Children this age are becoming more independent in all aspects of their lives. They are better able to keep track of their belongings and follow through on expectations. Their circle of friends has widened and they require less supervision. Most children love this new found freedom.

But many feel ambivalent. The world is a big place and not all adventures work out the way they had hoped. As a result, 7 and 8-year-olds commonly engage in a “push and pull” with parental attention, needing it immensely at some points and shunning it at others.

This ambivalence can make it tricky to plan an adults only outing. But doing so allows your child a safe tryout into the world of being without you. It allows him to take on additional responsibility on a short term basis, to experiment with coping skills and to deepen bonds with another caregiver.

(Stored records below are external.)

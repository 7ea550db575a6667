//! Defines structures and types for progress reporting.

use std::sync::{Arc, Mutex};

/// Represents a snapshot of the progress during a long-running operation.
#[derive(Debug, Clone)]
pub struct ProgressUpdate {
    /// A description of the current stage (e.g., "Looking up definitions").
    pub stage_description: String,
    /// Number of items processed in the current stage.
    pub current_item: u64,
    /// Total number of items expected in the current stage (if calculable).
    pub total_items: Option<u64>,
    /// An optional message providing more context (e.g., the word just looked up).
    pub message: Option<String>,
}

/// Type alias for the progress callback function.
///
/// The callback receives a `ProgressUpdate` and returns `true` to continue. The return value
/// is advisory: none of the stages can be cancelled midway.
pub type ProgressCallback = Box<dyn FnMut(ProgressUpdate) -> bool + Send + Sync>;

impl ProgressUpdate {
    pub fn new(
        stage_description: String,
        current_item: u64,
        total_items: Option<u64>,
        message: Option<String>,
    ) -> Self {
        ProgressUpdate {
            stage_description,
            current_item,
            total_items,
            message,
        }
    }

    /// Creates a new progress update for the start of a stage.
    pub fn new_stage(description: String, total_items: Option<u64>) -> Self {
        Self::new(description, 0, total_items, None)
    }
}

/// Cloneable handle that lets several stages (and threads) share one callback.
#[derive(Clone)]
pub struct ProgressReporter {
    callback: Arc<Mutex<ProgressCallback>>,
}

impl ProgressReporter {
    pub fn new(callback: ProgressCallback) -> Self {
        ProgressReporter {
            callback: Arc::new(Mutex::new(callback)),
        }
    }

    /// Forwards `update` to the callback. A poisoned lock drops the update.
    pub fn report(&self, update: ProgressUpdate) -> bool {
        match self.callback.lock() {
            Ok(mut cb) => cb(update),
            Err(_) => true,
        }
    }
}

/// Reports through an optional reporter; a no-op when there is none.
pub fn report_progress(reporter: Option<&ProgressReporter>, update: ProgressUpdate) {
    if let Some(reporter) = reporter {
        let _ = reporter.report(update);
    }
}

impl std::fmt::Debug for ProgressReporter {
    fn fmt(&self, f: &mut std::fmt::Formatter<'_>) -> std::fmt::Result {
        f.debug_struct("ProgressReporter").finish_non_exhaustive()
    }
}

You can deal with the guilt you may feel by remembering that you are creating learning opportunities for your child. You may also want to choose a close relative as a caregiver, like an aunt, to ease your mind. Provide suggestions for activities to the caregiver, but leave the door open for her to come up with her own spur of the moment plans. Share details about bedtime or other routines in writing. Finally, try to project confidence in your child’s ability to manage without you and in your own ability to manage without her.

Leave us your comments. Your feedback is greatly appreciated. Let us know what other topics you would like to have discussed. Share this post with your friends. Remember to always praise your child. Tips for yours child’s time with their aunt.

Hanging With Your Aunt

I Love My Aunt!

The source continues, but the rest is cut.